L'eterna guerra fratricida e l'emergenza profughi I dem: siamo senza guida - Corriere del Veneto

07 giugno 2016

Pagina 3, Primopiano

venezia «Siamo abituati a vincerne tante ma non è questo il giorno. Non facciamo il solito teatrino, non siamo contenti e non faremo sorrisi d’ordinanza». All’indomani di una tornata elettorale difficile, di certo pensando più a Roma e Napoli che a Chioggia e Montebelluna, Matteo Renzi detta la linea al Pd: vietato nascondersi dietro a un dito, i numeri vanno letti per quel che sono e le responsabilità sviscerate una dopo l’altra. E in Veneto, per una volta, i dem sono tutti d’accordo col premier-segretario: musi lunghi, accuse incrociate, botte da orbi.
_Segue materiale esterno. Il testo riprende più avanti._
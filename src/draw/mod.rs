pub mod caption;
pub use caption::{CaptionFont, FontError, TextExtent, draw_caption, place_caption};
pub mod outline;
pub use outline::draw_outline;
pub mod veil;
pub use veil::{BlendError, add_weighted, draw_veil};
Nel partito che s’è visto soffiare 4 grandi Comuni al primo turno, è rimasto escluso da 4 ballottaggi su 7 ed è uscito sconfitto qui e lì nei piccoli municipi, va in scena la decimillesima resa dei conti.

L’analisi delle cause di questa nuova debacle, che segue le Regionali e preoccupa in vista del referendum sulla riforma Boschi da cui dipende la sopravvivenza del governo, porta in varie direzioni. Il clima sul territorio non era dei più favorevoli, per via dei continui tagli agli enti locali (lamentati dagli stessi amministratori Pd) ma soprattutto per le tensioni generate dalla difficile gestione dei profughi, vissuta dalle comunità locali, complice l’incessante tam-tam leghista, come un’imposizione di Renzi e Alfano. Non può essere un caso che nei Comuni in cui più alta è salita la tensione, il Pd abbia dovuto cedere il passo al centrodestra: così a Vigodarzere, dove il sindaco arrivò a minacciare le dimissioni; a Oderzo, dove planò Salvini e Zaia si mise alla testa di una fiaccolata; a Eraclea, il cui residence divenne un simbolo dell’emergenza; a Este, dove ci fu la rivolta dei migranti per il cibo «scadente». L’aspetto è sottolineato anche dalla senatrice Laura Puppato: «L’immigrazione è stato il convitato di pietra di queste elezioni, il responsabile della disaffezione e del voto di pancia». E però secondo Puppato non c’è soltanto questo, all’origine di «una nuova sconfitta, acclarata e incontrovertibile». Ci sono «i frazionismi e la litigiosità interna», le «presunzioni individuali», un Pd che «ha perso un anno senza riuscire a eleggere il suo segretario, rivelando un’inconsistenza organizzativa che ha lasciato a se stessi i territori». Per la senatrice di Montebelluna «ora siamo veramente all’anno zero».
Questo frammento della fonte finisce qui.